A Vacina Menor: Malária ou COVID?

Por Joana Santos Silva, Professora de Estratégia e Diretora de Inovação do ISEG Executive Education

No dia 6 de outubro de 2021, foi anunciado que o mundo tinha descoberto uma vacina para a malária. A vacina, apesar de ser não perfeita, dá esperança a grande parte da polução mundial que vive com este flagelo.

No mundo desenvolvido, quase que nos tínhamos esquecido das doenças infectocontagiosas até que surge o COVID-19. Contudo, nos restantes países do mundo, doenças infeciosas como a malária, matam de forma generosa, silenciosa e são de combate difícil. Nos países em desenvolvimento, a malária é a doença infectocontagiosa com maior mortalidade, ultrapassando a tuberculose e o VIH/SIDA.

A malária é uma doença evitável e curável, mas que pode ser muito fatal. É causada por parasitas que são transmitidos através da picada da fêmea do mosquito Anopheles. Se consideram ser difícil prevenir contra um vírus como a COVID-19, imaginem o que seria pensar que qualquer picada de mosquito poderia ser o início do fim…

Em 2019, estimava-se que haveria 229 milhões de casos de malária em todo o mundo, o que representava por sua vez 409 000 mortes no mesmo ano. 67% das mortes seriam atribuídas a crianças abaixo dos 5 anos de idade, pois constituem a população mais frágil para esta doença. Atualmente, 50% da população mundial vive em zonas endémicas da malária, mas devido ao acesso a cuidados profiláticos, inseticidas e outras medidas, a consequência da doença é muito diferente constante a acessibilidade a cuidados. Hoje, 94% das fatalidades acontecem em África.

Será por isso que esta vacina não fez notícia pelo mundo?

Por coincidência, o dia 25 de abril, conhecido pelos portugueses por ser o Dia da Liberdade também é o Dia Internacional da Malária. Em Portugal, ainda na primeira metade do século XX, a malária incidia nas populações rurais, em particular aquelas associadas aos campos de arroz. Por outro, teve um impacto sério na população que lutou na Guerra do Ultramar. Ex-combatentes padeciam da doença muitas vezes de forma não diagnosticada e com sequelas que seriam identificadas tardiamente.

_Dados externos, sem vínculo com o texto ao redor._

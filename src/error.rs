use thiserror::Error;

/// Errors raised while constructing or decoding events
#[derive(Error, Debug)]
pub enum EventError {
    #[error("Invalid event payload: {0}")]
    Validation(String),

    #[error("Failed to parse event: {0}")]
    Parse(String),
}

impl From<serde_json::Error> for EventError {
    fn from(err: serde_json::Error) -> Self {
        EventError::Parse(err.to_string())
    }
}

/// Errors that can occur during configuration loading and service resolution
#[derive(Error, Debug)]
pub enum ConfigError {
    #[error("Unknown service: {0}")]
    UnknownService(String),

    #[error("Service not configured: {0}")]
    NotResolved(String),

    #[error("Invalid value for {key}: {value}")]
    InvalidValue { key: String, value: String },

    #[error("Failed to read config file: {0}")]
    ReadError(String),

    #[error("TOML parse error: {0}")]
    TomlError(#[from] toml::de::Error),
}

/// Errors surfaced by the service lifecycle and its hooks
#[derive(Error, Debug)]
pub enum LifecycleError {
    #[error("Service failed to start: {0}")]
    StartFailed(String),

    #[error("Service failed to stop: {0}")]
    StopFailed(String),

    #[error("Service fault: {0}")]
    Fault(String),

    #[error("Service has already been run")]
    AlreadyRun,

    #[error("Failed to install signal handler: {0}")]
    SignalHandler(String),

    #[error("Bus error: {0}")]
    Bus(#[from] BusError),
}

/// Errors raised by message-bus implementations
#[derive(Error, Debug)]
pub enum BusError {
    #[error("No route for routing key: {0}")]
    UnknownRoute(String),

    #[error("Bus connection closed")]
    Closed,

    #[error("Failed to encode message: {0}")]
    Encode(#[from] EventError),
}

/// Errors that can occur in collectors
#[derive(Error, Debug)]
pub enum CollectorError {
    #[error("Failed to collect data: {0}")]
    CollectionFailed(String),

    #[error("Failed to build event: {0}")]
    Event(#[from] EventError),

    #[error("Failed to publish: {0}")]
    Bus(#[from] BusError),

    #[error("IO error: {0}")]
    IoError(#[from] std::io::Error),
}
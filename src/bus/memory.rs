use crate::bus::{binding_matches, BusFuture, Envelope, EventBus, Subscription};
use crate::error::BusError;
use crate::topology::Topic;
use log::{debug, info};
use std::sync::{Arc, Mutex};
use tokio::sync::mpsc::{self, UnboundedSender};

struct Binding {
    exchange: String,
    pattern: String,
    sender: UnboundedSender<Envelope>,
}

#[derive(Default)]
struct BusState {
    bindings: Vec<Binding>,
    closed: bool,
}

/// Topic-exchange routing within one process
///
/// Messages nobody is bound to are dropped. Only routing keys from the topic
/// catalog are accepted. Clones share the same bindings.
#[derive(Clone, Default)]
pub struct InMemoryBus {
    state: Arc<Mutex<BusState>>,
}

impl InMemoryBus {
    pub fn new() -> Self {
        Self::default()
    }

    /// Stop accepting messages and end every subscription
    pub fn close(&self) {
        let mut state = self.state.lock().unwrap();
        state.closed = true;
        state.bindings.clear();
        info!("In-memory bus closed");
    }

    pub fn subscriber_count(&self) -> usize {
        self.state
            .lock()
            .unwrap()
            .bindings
            .iter()
            .filter(|binding| !binding.sender.is_closed())
            .count()
    }

    fn route(&self, envelope: Envelope) -> Result<usize, BusError> {
        if Topic::from_routing_key(&envelope.routing_key).is_none() {
            return Err(BusError::UnknownRoute(envelope.routing_key));
        }

        let mut state = self.state.lock().unwrap();
        if state.closed {
            return Err(BusError::Closed);
        }

        state.bindings.retain(|binding| !binding.sender.is_closed());

        let mut delivered = 0;
        for binding in state.bindings.iter().filter(|binding| {
            binding.exchange == envelope.exchange
                && binding_matches(&binding.pattern, &envelope.routing_key)
        }) {
            if binding.sender.send(envelope.clone()).is_ok() {
                delivered += 1;
            }
        }

        if delivered == 0 {
            debug!(
                "No subscribers for {}/{}; message dropped",
                envelope.exchange, envelope.routing_key
            );
        }
        Ok(delivered)
    }

    fn bind(&self, exchange: &str, pattern: &str) -> Result<Subscription, BusError> {
        let mut state = self.state.lock().unwrap();
        if state.closed {
            return Err(BusError::Closed);
        }

        let (sender, receiver) = mpsc::unbounded_channel();
        state.bindings.push(Binding {
            exchange: exchange.to_string(),
            pattern: pattern.to_string(),
            sender,
        });
        debug!("Bound {} on {}", pattern, exchange);
        Ok(Subscription::new(receiver))
    }
}

impl EventBus for InMemoryBus {
    fn publish<'a>(&'a self, envelope: Envelope) -> BusFuture<'a, ()> {
        Box::pin(async move { self.route(envelope).map(|_| ()) })
    }

    fn subscribe<'a>(&'a self, exchange: &'a str, binding: &'a str) -> BusFuture<'a, Subscription> {
        Box::pin(async move { self.bind(exchange, binding) })
    }
}
//! Collector role
//!
//! A collector observes host activity, turns it into [`Event`]s and publishes
//! each one on the raw-event route for its payload family.

/// Poll-driven collector that publishes whatever an [`EventSource`] yields
pub mod polling;

/// Event sources backed by files
pub mod sources;

pub use polling::PollingCollector;
pub use sources::JsonLinesSource;

use crate::error::CollectorError;
use crate::events::Event;
use crate::lifecycle::Service;
use std::future::Future;
use std::pin::Pin;

/// Future returned by collector operations
pub type CollectorFuture<'a, T> =
    Pin<Box<dyn Future<Output = Result<T, CollectorError>> + Send + 'a>>;

/// A [`Service`] that produces events
pub trait Collector: Service {
    /// Gather whatever events are currently available
    fn collect_data(&self) -> CollectorFuture<'_, Vec<Event>>;

    /// Publish one event on its family's route
    fn publish_event<'a>(&'a self, event: &'a Event) -> CollectorFuture<'a, ()>;
}

/// Synchronous producer of events, polled by [`PollingCollector`]
#[cfg_attr(test, mockall::automock)]
pub trait EventSource: Send {
    /// Events observed since the previous poll
    fn poll(&mut self) -> Result<Vec<Event>, CollectorError>;
}
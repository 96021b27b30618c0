use crate::error::LifecycleError;
use crate::lifecycle::{LifecycleState, Service};
use log::{debug, error, info, warn};
use std::time::Duration;
use tokio::sync::watch;
use tokio_util::sync::CancellationToken;

/// Interval between cancellation checks while running
pub const DEFAULT_TICK: Duration = Duration::from_secs(1);

/// Why a run ended
#[derive(Debug, Clone, Copy, PartialEq, Eq)]
pub enum RunOutcome {
    /// The cancellation token fired
    Cancelled,
    /// The start hook returned an error
    StartFailed,
    /// `check_running` reported a fault
    Fault,
}

impl RunOutcome {
    pub fn is_clean(&self) -> bool {
        matches!(self, RunOutcome::Cancelled)
    }
}

/// Drives a [`Service`] through its lifecycle
///
/// A runner is single-use. Hook failures are logged and end the run; they are
/// reported through the returned [`RunOutcome`], never as an error.
pub struct ServiceRunner {
    tick: Duration,
    stop_deadline: Option<Duration>,
    state: watch::Sender<LifecycleState>,
}

impl Default for ServiceRunner {
    fn default() -> Self {
        Self::new()
    }
}

impl ServiceRunner {
    pub fn new() -> Self {
        let (state, _) = watch::channel(LifecycleState::Created);
        Self {
            tick: DEFAULT_TICK,
            stop_deadline: None,
            state,
        }
    }

    pub fn with_tick(mut self, tick: Duration) -> Self {
        self.tick = tick;
        self
    }

    /// Bound the time spent waiting on the stop hook
    ///
    /// Without a deadline a stop hook that never returns stalls shutdown.
    pub fn with_stop_deadline(mut self, deadline: Duration) -> Self {
        self.stop_deadline = Some(deadline);
        self
    }

    pub fn state(&self) -> LifecycleState {
        *self.state.borrow()
    }

    /// Receiver that observes every state change
    pub fn subscribe(&self) -> watch::Receiver<LifecycleState> {
        self.state.subscribe()
    }

    fn transition(&self, next: LifecycleState) {
        let previous = self.state.send_replace(next);
        debug!("Lifecycle {} -> {}", previous, next);
    }

    /// Run `service` until `token` is cancelled, start fails, or a fault is reported
    ///
    /// # Errors
    ///
    /// Returns `LifecycleError::AlreadyRun` if this runner has been used before.
    pub async fn run<S>(
        &mut self,
        service: &mut S,
        token: CancellationToken,
    ) -> Result<RunOutcome, LifecycleError>
    where
        S: Service + ?Sized,
    {
        if self.state() != LifecycleState::Created {
            return Err(LifecycleError::AlreadyRun);
        }

        self.transition(LifecycleState::Starting);
        info!(
            "Starting {} {} ({})",
            service.name(),
            service.version(),
            service.role()
        );

        let outcome = match service.start().await {
            Ok(()) => {
                self.transition(LifecycleState::Running);
                info!("{} is running", service.name());
                self.supervise(service, &token).await
            }
            Err(e) => {
                error!("{} failed to start: {}", service.name(), e);
                RunOutcome::StartFailed
            }
        };

        self.transition(LifecycleState::Stopping);
        info!("Stopping {}", service.name());
        self.stop_service(service).await;

        self.transition(LifecycleState::Stopped);
        info!("{} stopped ({:?})", service.name(), outcome);
        Ok(outcome)
    }

    async fn supervise<S>(&self, service: &mut S, token: &CancellationToken) -> RunOutcome
    where
        S: Service + ?Sized,
    {
        loop {
            tokio::time::sleep(self.tick).await;

            if token.is_cancelled() {
                info!("{} received shutdown request", service.name());
                return RunOutcome::Cancelled;
            }

            if let Err(e) = service.check_running() {
                error!("{} fault: {}", service.name(), e);
                return RunOutcome::Fault;
            }
        }
    }

    async fn stop_service<S>(&self, service: &mut S)
    where
        S: Service + ?Sized,
    {
        let name = service.name().to_string();
        let result = match self.stop_deadline {
            Some(deadline) => match tokio::time::timeout(deadline, service.stop()).await {
                Ok(result) => result,
                Err(_) => {
                    warn!("{} did not stop within {:?}; abandoning", name, deadline);
                    return;
                }
            },
            None => service.stop().await,
        };

        if let Err(e) = result {
            error!("{} failed to stop cleanly: {}", name, e);
        }
    }
}
impl fmt::Display for Value {
    /// The canonical stringification used by `print`.
    ///
    /// Numbers render in decimal with no trailing fractional zeros and no
    /// bare trailing point (`3.0` prints as `3`, `3.5` as `3.5`).
    fn fmt(&self, f: &mut fmt::Formatter<'_>) -> fmt::Result {
        match self {
            Value::Nil => write!(f, "nil"),
            Value::Bool(b) => write!(f, "{}", b),
            Value::Number(n) => write!(f, "{}", n),
            Value::Str(s) => write!(f, "{}", s),
            Value::Function(fun) => write!(f, "<fn {}>", fun.declaration.name),
            Value::Class(class) => write!(f, "<class {}>", class.name),
            Value::Instance(instance) => {
                write!(f, "<instance of <class {}>>", instance.class.name)
            }
        }
    }
}

impl fmt::Debug for Value {
    fn fmt(&self, f: &mut fmt::Formatter<'_>) -> fmt::Result {
        write!(f, "{}", self)
    }
}

/// Runtime environment: a name→value map plus an optional enclosing
/// environment, forming the chain that realizes lexical scope at runtime.
#[derive(Default)]
pub struct Environment {
    values: HashMap<String, Value>,
    enclosing: Option<Rc<RefCell<Environment>>>,
}

impl Environment {
    pub fn new() -> Self {
        Self::default()
    }

    pub fn with_enclosing(enclosing: Rc<RefCell<Environment>>) -> Self {
        Self {
            values: HashMap::new(),
            enclosing: Some(enclosing),
        }
    }

    /// Inserts or overwrites a binding in this environment.
    pub fn define(&mut self, name: &str, value: Value) {
        self.values.insert(name.to_string(), value);
    }

    /// Looks a name up, innermost scope first.
    pub fn get(&self, name: &str) -> Result<Value> {
        if let Some(value) = self.values.get(name) {
            return Ok(value.clone());
        }
        match &self.enclosing {
            Some(parent) => parent.borrow().get(name),
            None => Err(RillError::UndefinedVariable(name.to_string())),
        }
    }

    /// Updates the innermost existing binding. Never creates one: assigning
    /// to an unbound name is an error.
    pub fn assign(&mut self, name: &str, value: Value) -> Result<()> {
        if let Some(slot) = self.values.get_mut(name) {
            *slot = value;
            return Ok(());
        }
        match &self.enclosing {
            Some(parent) => parent.borrow_mut().assign(name, value),
            None => Err(RillError::UndefinedVariable(name.to_string())),
        }
    }
}
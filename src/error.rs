//! Error Handling for the Rill Scripting Language
//!
//! This module defines the error type shared by the pipeline stages of the
//! Rill interpreter. Lexical problems never surface here (the lexer emits
//! unknown tokens instead of failing), and parse problems are reported
//! through the diagnostic sink and recovered from, so the variants below are
//! dominated by the runtime taxonomy:
//!
//! - **`UndefinedVariable`**: environment lookup or assignment miss
//! - **`TypeMismatch`**: arithmetic or comparison operand of the wrong kind
//! - **`DivisionByZero`**: `/` with a zero right operand
//! - **`ArityMismatch`**: call with the wrong number of arguments
//! - **`NotCallable`**: call whose callee is neither a function nor a class
//! - **`Runtime`**: miscellaneous evaluation failures
//! - **`Io`**: failures of the output sink, converted from `std::io::Error`
//!
//! Runtime errors unwind the evaluator back to the driver, which reports a
//! single diagnostic line and stops evaluating. The `Parse` variant is the
//! parser's internal unwinding signal; it never escapes `Parser::parse`,
//! which always yields a program.

use thiserror::Error;

/// Error type for all Rill pipeline stages.
#[derive(Debug, Clone, PartialEq, Error)]
pub enum RillError {
    /// Syntax error during parsing. Reported at the point of detection;
    /// carried only to unwind to the nearest recovery point.
    #[error("parse error: {0}")]
    Parse(String),

    /// Reference to a variable with no binding in the environment chain.
    #[error("undefined variable '{0}'")]
    UndefinedVariable(String),

    /// Operand of the wrong kind in an arithmetic or comparison operation.
    #[error("{0}")]
    TypeMismatch(String),

    /// Division with a zero right operand.
    #[error("division by zero")]
    DivisionByZero,

    /// Call with the wrong number of arguments.
    #[error("expected {expected} argument(s) but got {found}")]
    ArityMismatch { expected: usize, found: usize },

    /// Call whose callee is neither a function nor a class.
    #[error("can only call functions and classes, not {0}")]
    NotCallable(String),

    /// General runtime execution error.
    #[error("{0}")]
    Runtime(String),

    /// Failure writing to the output sink.
    #[error("io error: {0}")]
    Io(String),
}

impl From<std::io::Error> for RillError {
    fn from(err: std::io::Error) -> Self {
        RillError::Io(err.to_string())
    }
}

/// Convenience alias used throughout the crate.
pub type Result<T> = std::result::Result<T, RillError>;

Assim, como é que num país com uma história tão próxima da malária quase não se ouviu falar num desenvolvimento científico com um impacto tão importante para metade da população do mundo?

A vacina desenvolvida e aprovada tem o potencial de salvar milhares de vidas anualmente, em particular, vidas de bebés e crianças muito jovens. Por si só, seria um motivo de celebração…

O desenvolvimento bem-sucedido de uma vacina segura, eficaz e com potencial de distribuição para as populações mais frágeis é um evento histórico digno de comemoração e de mediatismo com impacto mundial. É um facto que é uma doença rara no mundo desenvolvido, mas é uma doença que até há relativamente pouco tempo impactava grande parte da população do mundo, incluindo Portugal.

Na perspetiva científica, é mais difícil matar um parasita do que um vírus ou bactéria. Aliás, um parasita pode atacar o mesmo indivíduo mais do que uma vez. Estima-se que nos países endémicos, as crianças sejam infetadas em média até 6 vezes por ano. Têm de dormir debaixo de camas com redes, os tratamentos farmacológicos são agressivos e a exposição continuada ao parasita compromete o sistema imunológico. Imaginem se fossem os vossos filhos? Tudo por causa de um mosquito que ataca de forma quase “invisível”.

Falamos tanto a respeito da vacina contra a COVID-19 que foi francamente fundamental para começar a acabar com a “nossa” pandemia, mas será que a vacina da malária é menos importante? Ou será apenas menos digna de informação e mediatismo porque esta doença não nos é tão próxima? Afinal, seremos solidários ou apenas preocupados com o que nos afeta diretamente?

A vacina da malária foi uma conquista para a humanidade e merecia um pouco mais de reflexão, divulgação e jubileu. Mais do que isso, merecia e merece mais investimento para assegurar que ela agora chega onde é mais precisa. Se se preocupam passem a palavra, pois a notícia é boa, muito boa!